India has put the initial public offering of the country’s biggest insurer Life Insurance Corp of India (LIC) on a fast track while the privatisation of two state banks is mired in procedural issues, two government and one industry source said.
The listing of LIC is set to be India’s biggest ever IPO, with the government aiming to raise 800 billion-900 billion rupees ($11 bln-12.2 bln) from its stake sale.
In all, the government plans to raise 1.75 trillion rupees from a privatisation programme in the current fiscal year ending in March, one of the sources said.
It has selected 10 investment banks including Goldman Sachs, Citigroup and SBI Capital Market to handle the LIC initial public offering, the two government sources said.
The sources declined to be identified as they were not authorised to speak to media.
“The potential size of the IPO is expected to be far larger than any precedent in Indian markets,” one of the sources said, adding the LIC IPO has been put on a fast track as it could help partly meet budgetary spending plans.
The government plans to spend 34.83 trillion rupees, including capital spending of 5.54 trillion rupees in the current financial year.
A ministerial panel, called the Alternative Mechanism on strategic Divestment, is expected to decide soon on the size of the stake to be sold. It could be around 10%, sold in two tranches, the two government sources said.
Sixteen banks including seven global banks and nine domestic bank had been in the race to handle the IPO.
The other selected lenders are JM Financial Ltd, Axis Capital, Nomura, BofA Securities, J.P. Morgan India Pvt Ltd, ICICI Securities and Kotak Mahindra, said the source, who declined to be identified as he was not authorised to speak to the media.
JP Morgan, Citigroup, BofA and Goldman Sachs declined to comment, while Nomura, JM Finance, Axis, Kotak and others were not immediately available for a comment.
A finance ministry spokesman was not immediately available for comment.
The roadshows would be held in coming months in all major global financial centres to attract investors and the government would make all efforts to attract retail investors and employees to invest in the company, one of the sources said.

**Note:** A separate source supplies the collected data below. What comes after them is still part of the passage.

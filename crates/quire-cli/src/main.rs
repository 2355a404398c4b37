// SPDX-License-Identifier: PMPL-1.0-or-later
// Copyright (c) 2026 Jonathan D.A. Jewell (hyperpolymath) <jonathan.jewell@open.ac.uk>
//
// Quire — command-line front end.
//
// Entry point. Initialises logging, loads configuration, binds pdfium, and
// runs one editor operation over the files given.

use std::io::{self, BufRead, Write};
use std::path::{Path, PathBuf};
use std::process::ExitCode;
use std::thread;

use clap::{Parser, Subcommand};
use quire_core::error::{QuireError, Result};
use quire_core::human_errors::humanize_error;
use quire_core::types::{CompressionPreset, PageId, RotateDirection, TextSource};
use quire_core::QuireConfig;
use quire_document::{
    AssemblyRequest, ChannelCredentials, CredentialRequest, Editor, FixedCredentials, PageMode,
    PdfiumRasterProvider, SearchOutcome, parse_tesseract_tsv, tesseract_image_size,
};
use tracing::{info, warn};

#[derive(Parser)]
#[command(name = "quire")]
#[command(version)]
#[command(about = "Assemble, split, and search PDF pages", long_about = None)]
struct Cli {
    /// JSON configuration file
    #[arg(long, global = true, value_name = "FILE", env = "QUIRE_CONFIG")]
    config: Option<PathBuf>,

    /// Path to the pdfium shared library (system library when omitted)
    #[arg(long, global = true, value_name = "FILE", env = "PDFIUM_LIB")]
    pdfium_lib: Option<PathBuf>,

    /// Password to try on encrypted documents; repeat to try several.
    /// Without one, encrypted documents prompt on stdin.
    #[arg(long, global = true)]
    password: Vec<String>,

    #[command(subcommand)]
    command: Commands,
}

#[derive(Subcommand)]
enum Commands {
    /// Show each page's text source and rotation
    Info {
        #[arg(value_name = "FILE", required = true)]
        files: Vec<PathBuf>,
    },

    /// Assemble pages from one or more files into a single PDF
    Merge {
        #[arg(value_name = "FILE", required = true)]
        files: Vec<PathBuf>,

        /// Output file
        #[arg(short, long, value_name = "FILE")]
        output: PathBuf,

        /// Compression preset: none, lossless, light, balanced, strong
        #[arg(long, default_value = "none", value_parser = parse_preset)]
        preset: CompressionPreset,

        /// Keep rotations as page attributes instead of baking them in
        #[arg(long)]
        no_bake: bool,

        /// Skip object compaction for maximum viewer compatibility
        #[arg(long)]
        vector_compat: bool,

        /// Rotate a page before assembly, e.g. `3:90` (1-based page, degrees)
        #[arg(long, value_name = "PAGE:DEG", value_parser = parse_rotation)]
        rotate: Vec<(usize, i64)>,
    },

    /// Split a file by page ranges
    Split {
        #[arg(value_name = "FILE")]
        file: PathBuf,

        /// Ranges such as `1-3,5` or `*` for one file per page
        #[arg(long)]
        ranges: String,

        /// Output directory
        #[arg(short, long, value_name = "DIR")]
        output: PathBuf,

        #[arg(long, default_value = "none", value_parser = parse_preset)]
        preset: CompressionPreset,
    },

    /// Find a phrase across the pages of one or more files
    Search {
        #[arg(value_name = "FILE", required = true)]
        files: Vec<PathBuf>,

        #[arg(short, long)]
        query: String,

        /// Tesseract TSV output for a page, e.g. `2:page2.tsv` (1-based page)
        #[arg(long = "ocr-tsv", value_name = "PAGE:FILE", value_parser = parse_ocr_tsv)]
        ocr_tsv: Vec<(usize, PathBuf)>,

        /// Also print highlight rectangles for every page with a match
        #[arg(long)]
        highlights: bool,

        /// Print matches as JSON
        #[arg(long)]
        json: bool,
    },
}

fn parse_preset(value: &str) -> std::result::Result<CompressionPreset, String> {
    CompressionPreset::from_name(value).ok_or_else(|| {
        format!("unknown preset \"{value}\" (expected none, lossless, light, balanced, strong)")
    })
}

fn parse_rotation(value: &str) -> std::result::Result<(usize, i64), String> {
    let (page, degrees) = value
        .split_once(':')
        .ok_or_else(|| format!("expected PAGE:DEG, got \"{value}\""))?;
    let page: usize = page.trim().parse().map_err(|err| format!("page: {err}"))?;
    let degrees: i64 = degrees.trim().parse().map_err(|err| format!("degrees: {err}"))?;
    if page == 0 {
        return Err("pages are numbered from 1".into());
    }
    if degrees % 90 != 0 {
        return Err(format!("{degrees} is not a multiple of 90"));
    }
    Ok((page, degrees))
}

fn parse_ocr_tsv(value: &str) -> std::result::Result<(usize, PathBuf), String> {
    let (page, path) = value
        .split_once(':')
        .ok_or_else(|| format!("expected PAGE:FILE, got \"{value}\""))?;
    let page: usize = page.trim().parse().map_err(|err| format!("page: {err}"))?;
    if page == 0 {
        return Err("pages are numbered from 1".into());
    }
    if path.is_empty() {
        return Err("missing TSV file".into());
    }
    Ok((page, PathBuf::from(path)))
}

fn main() -> ExitCode {
    tracing_subscriber::fmt()
        .with_env_filter(
            tracing_subscriber::EnvFilter::try_from_default_env()
                .unwrap_or_else(|_| tracing_subscriber::EnvFilter::new("info")),
        )
        .with_writer(io::stderr)
        .init();

    let cli = Cli::parse();
    match run(cli) {
        Ok(()) => ExitCode::SUCCESS,
        Err(err) => {
            let human = humanize_error(&err);
            eprintln!("{}\n{}", human.message, human.suggestion);
            ExitCode::FAILURE
        }
    }
}

fn run(cli: Cli) -> Result<()> {
    let config = match &cli.config {
        Some(path) => QuireConfig::load(path)?,
        None => QuireConfig::default(),
    };
    let provider = PdfiumRasterProvider::new(cli.pdfium_lib.as_deref())?;
    let mut editor = Editor::new(provider, config);

    match cli.command {
        Commands::Info { files } => {
            load(&mut editor, &files, &cli.password)?;
            for (number, page) in editor.pages().iter().enumerate() {
                let document = editor.workspace().document(page.document_id)?;
                let words = match &page.text_source {
                    TextSource::Native { text } | TextSource::Ocr { text, .. } => {
                        text.split_whitespace().count()
                    }
                    TextSource::None => 0,
                };
                println!(
                    "{:>4}  {} p{}  rotate {:>3}  {} ({} words)",
                    number + 1,
                    document.display_name,
                    page.source_page_index + 1,
                    page.rotation.degrees(),
                    page.text_source.kind(),
                    words
                );
            }
        }

        Commands::Merge {
            files,
            output,
            preset,
            no_bake,
            vector_compat,
            rotate,
        } => {
            load(&mut editor, &files, &cli.password)?;
            for (page, degrees) in rotate {
                let id = page_at(&editor, page)?;
                let (direction, turns) = if degrees < 0 {
                    (RotateDirection::CounterClockwise, -degrees / 90)
                } else {
                    (RotateDirection::Clockwise, degrees / 90)
                };
                for _ in 0..turns % 4 {
                    editor.rotate(id, direction)?;
                }
            }

            let request = AssemblyRequest {
                preset,
                bake_rotation: !no_bake,
                vector_compatibility: vector_compat,
            };
            let assembled = editor.export(&request)?;
            for (number, outcome) in assembled.report.iter().enumerate() {
                match &outcome.mode {
                    PageMode::Structural => println!("{:>4}  copied", number + 1),
                    PageMode::Rasterized { dpi, reason } => {
                        println!("{:>4}  rasterized at {:.0} dpi ({})", number + 1, dpi, reason)
                    }
                    PageMode::Blank { reason } => {
                        println!("{:>4}  blank ({})", number + 1, reason)
                    }
                }
            }
            std::fs::write(&output, &assembled.bytes)?;
            info!(path = %output.display(), bytes = assembled.bytes.len(), "Merged PDF written");
        }

        Commands::Split {
            file,
            ranges,
            output,
            preset,
        } => {
            load(&mut editor, &[file], &cli.password)?;
            let request = AssemblyRequest {
                preset,
                ..AssemblyRequest::default()
            };
            let parts = editor.split(&ranges, &request)?;
            std::fs::create_dir_all(&output)?;
            for (index, part) in parts.iter().enumerate() {
                let path = output.join(format!("part-{}.pdf", index + 1));
                std::fs::write(&path, part)?;
                println!("{}", path.display());
            }
        }

        Commands::Search {
            files,
            query,
            ocr_tsv,
            highlights,
            json,
        } => {
            load(&mut editor, &files, &cli.password)?;
            for (page, path) in ocr_tsv {
                let id = page_at(&editor, page)?;
                let tsv = std::fs::read_to_string(&path)?;
                let image_size = tesseract_image_size(&tsv).ok_or_else(|| {
                    QuireError::Ocr(format!("{} has no page row to size the image", path.display()))
                })?;
                editor.apply_ocr(id, parse_tesseract_tsv(&tsv, image_size)?)?;
                info!(page, path = %path.display(), "OCR text applied");
            }

            let outcome = editor.search(&query);
            let mut pages: Vec<PageId> = Vec::new();
            if let SearchOutcome::Matches(matches) = &outcome {
                for found in matches {
                    if !pages.contains(&found.page_id) {
                        pages.push(found.page_id);
                    }
                }
            }
            let mut rects = Vec::new();
            if highlights {
                for page_id in pages {
                    let position = editor.workspace().position(page_id)? + 1;
                    rects.push((position, editor.highlight_rects(page_id, &query, None)?));
                }
            }

            if json {
                let value = if highlights {
                    let rects: Vec<_> = rects
                        .iter()
                        .map(|(page, set)| serde_json::json!({ "page": page, "highlights": set }))
                        .collect();
                    serde_json::json!({ "outcome": outcome, "highlights": rects })
                } else {
                    serde_json::to_value(&outcome)?
                };
                println!("{}", serde_json::to_string_pretty(&value)?);
            } else {
                match &outcome {
                    SearchOutcome::Matches(matches) => {
                        for found in matches {
                            let position = editor.workspace().position(found.page_id)?;
                            println!("page {:>4}  …{}…", position + 1, found.snippet);
                        }
                    }
                    SearchOutcome::Empty(reason) => println!("{reason}"),
                }
                for (page, set) in &rects {
                    for group in &set.groups {
                        let boxes: Vec<String> = group
                            .rects
                            .iter()
                            .map(|rect| {
                                format!("{:.1},{:.1} {:.1}x{:.1}", rect.x, rect.y, rect.width, rect.height)
                            })
                            .collect();
                        println!("page {:>4}  highlight {}", page, boxes.join("  "));
                    }
                }
            }
        }
    }
    Ok(())
}

/// Load `files` into the editor, skipping (and reporting) any that fail.
fn load(editor: &mut Editor<PdfiumRasterProvider>, files: &[PathBuf], passwords: &[String]) -> Result<()> {
    let mut inputs = Vec::with_capacity(files.len());
    for path in files {
        inputs.push((display_name(path), std::fs::read(path)?));
    }

    let report = if passwords.is_empty() {
        let (source, responder) = ChannelCredentials::pair();
        let prompter = thread::spawn(move || responder.serve(prompt));
        let report = editor.load_many(inputs, &source);
        drop(source);
        if prompter.join().is_err() {
            warn!("Password prompt thread panicked");
        }
        report
    } else {
        editor.load_many(inputs, &FixedCredentials::new(passwords.iter().cloned()))
    };

    for skipped in &report.skipped {
        let human = humanize_error(&skipped.error);
        eprintln!("skipped {}: {}", skipped.name, human.message);
    }
    if report.loaded.is_empty() {
        return Err(QuireError::Assembly("no document could be loaded".into()));
    }
    Ok(())
}

/// Id of the 1-based `page` of the working set.
fn page_at(editor: &Editor<PdfiumRasterProvider>, page: usize) -> Result<PageId> {
    page.checked_sub(1)
        .and_then(|index| editor.pages().get(index))
        .map(|page| page.id)
        .ok_or_else(|| QuireError::Workspace(format!("there is no page {page}")))
}

/// Ask for a password on the terminal. An empty line gives up.
fn prompt(request: &CredentialRequest) -> Option<String> {
    let mut stderr = io::stderr();
    if request.previous_failed {
        let _ = writeln!(stderr, "Wrong password.");
    }
    let _ = write!(stderr, "Password for {} (attempt {}): ", request.document, request.attempt);
    let _ = stderr.flush();

    let mut line = String::new();
    io::stdin().lock().read_line(&mut line).ok()?;
    let password = line.trim_end_matches(['\r', '\n']).to_string();
    (!password.is_empty()).then_some(password)
}

fn display_name(path: &Path) -> String {
    path.file_name()
        .map(|name| name.to_string_lossy().into_owned())
        .unwrap_or_else(|| path.display().to_string())
}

LIC, with assets of over 34 trillion rupees ($461.4 billion), has a subsidiary in Singapore and joint ventures in Bahrain, Kenya, Sri Lanka, Nepal, Saudi Arabia and Bangladesh.
The government had previously announced plans to sell at least two state-run banks in the current fiscal year, as part of its privatisation plans and to consolidate state banks, but has not named the banks.

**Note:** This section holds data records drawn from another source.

// SPDX-License-Identifier: PMPL-1.0-or-later
// Copyright (c) 2026 Jonathan D.A. Jewell (hyperpolymath) <jonathan.jewell@open.ac.uk>
//
// Unified error types for Quire.

use thiserror::Error;

/// Top-level error type for all Quire operations.
#[derive(Debug, Error)]
pub enum QuireError {
    // -- Loading --
    #[error("cannot load document: {0}")]
    Load(String),

    #[error("document \"{document}\" is encrypted and needs a password")]
    PasswordRequired { document: String },

    #[error("wrong password for document \"{document}\"")]
    PasswordIncorrect { document: String },

    // -- Assembly / splitting --
    #[error("assembly failed: {0}")]
    Assembly(String),

    #[error("invalid page range \"{segment}\": {reason}")]
    Range { segment: String, reason: String },

    #[error("cannot parse page range \"{segment}\": {reason}")]
    Parse { segment: String, reason: String },

    #[error("page rendering failed: {0}")]
    Render(String),

    #[error("PDF serialization failed: {0}")]
    Serialization(String),

    // -- Text location --
    #[error("OCR failed: {0}")]
    Ocr(String),

    // -- Workspace --
    #[error("workspace invariant violated: {0}")]
    Workspace(String),

    // -- Configuration / persistence --
    #[error("invalid configuration: {0}")]
    Config(String),

    #[error("file I/O error: {0}")]
    Io(#[from] std::io::Error),

    #[error("JSON error: {0}")]
    Json(#[from] serde_json::Error),
}

impl QuireError {
    /// Password errors are the only ones a caller is expected to retry, and
    /// only for a bounded number of attempts.
    pub fn is_retryable(&self) -> bool {
        matches!(
            self,
            Self::PasswordRequired { .. } | Self::PasswordIncorrect { .. }
        )
    }
}

/// Alias used throughout the codebase.
pub type Result<T> = std::result::Result<T, QuireError>;

#[cfg(test)]
mod tests {
    use super::*;

    #[test]
    fn password_errors_are_retryable() {
        let required = QuireError::PasswordRequired {
            document: "scan.pdf".into(),
        };
        let wrong = QuireError::PasswordIncorrect {
            document: "scan.pdf".into(),
        };
        assert!(required.is_retryable());
        assert!(wrong.is_retryable());
        assert!(!QuireError::Assembly("no pages".into()).is_retryable());
    }

    #[test]
    fn range_error_names_the_segment() {
        let err = QuireError::Range {
            segment: "2-1".into(),
            reason: "start is after end".into(),
        };
        let message = err.to_string();
        assert!(message.contains("2-1"), "got {message}");
        assert!(message.contains("start is after end"), "got {message}");
    }

    #[test]
    fn kinds_have_distinct_messages() {
        let load = QuireError::Load("not a PDF".into()).to_string();
        let render = QuireError::Render("timeout".into()).to_string();
        let serialize = QuireError::Serialization("xref".into()).to_string();
        assert!(load.starts_with("cannot load"));
        assert!(render.starts_with("page rendering"));
        assert!(serialize.starts_with("PDF serialization"));
    }
}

Plans to privatise the proposed two banks were going slowly, due to various procedural issues as well as internal assessments indicating limited appetite among investors to buy at the desired value, said one of the sources, a senior government official with direct knowledge of the matter.
Another banking industry source, who participated in discussions, said despite a bullish market, there were few takers for weak banks saddled with bad loans.
“There have been discussions on the sale of banks but thinking now has shifted to first look at monetising other assets and then come to banks after that,” the source said.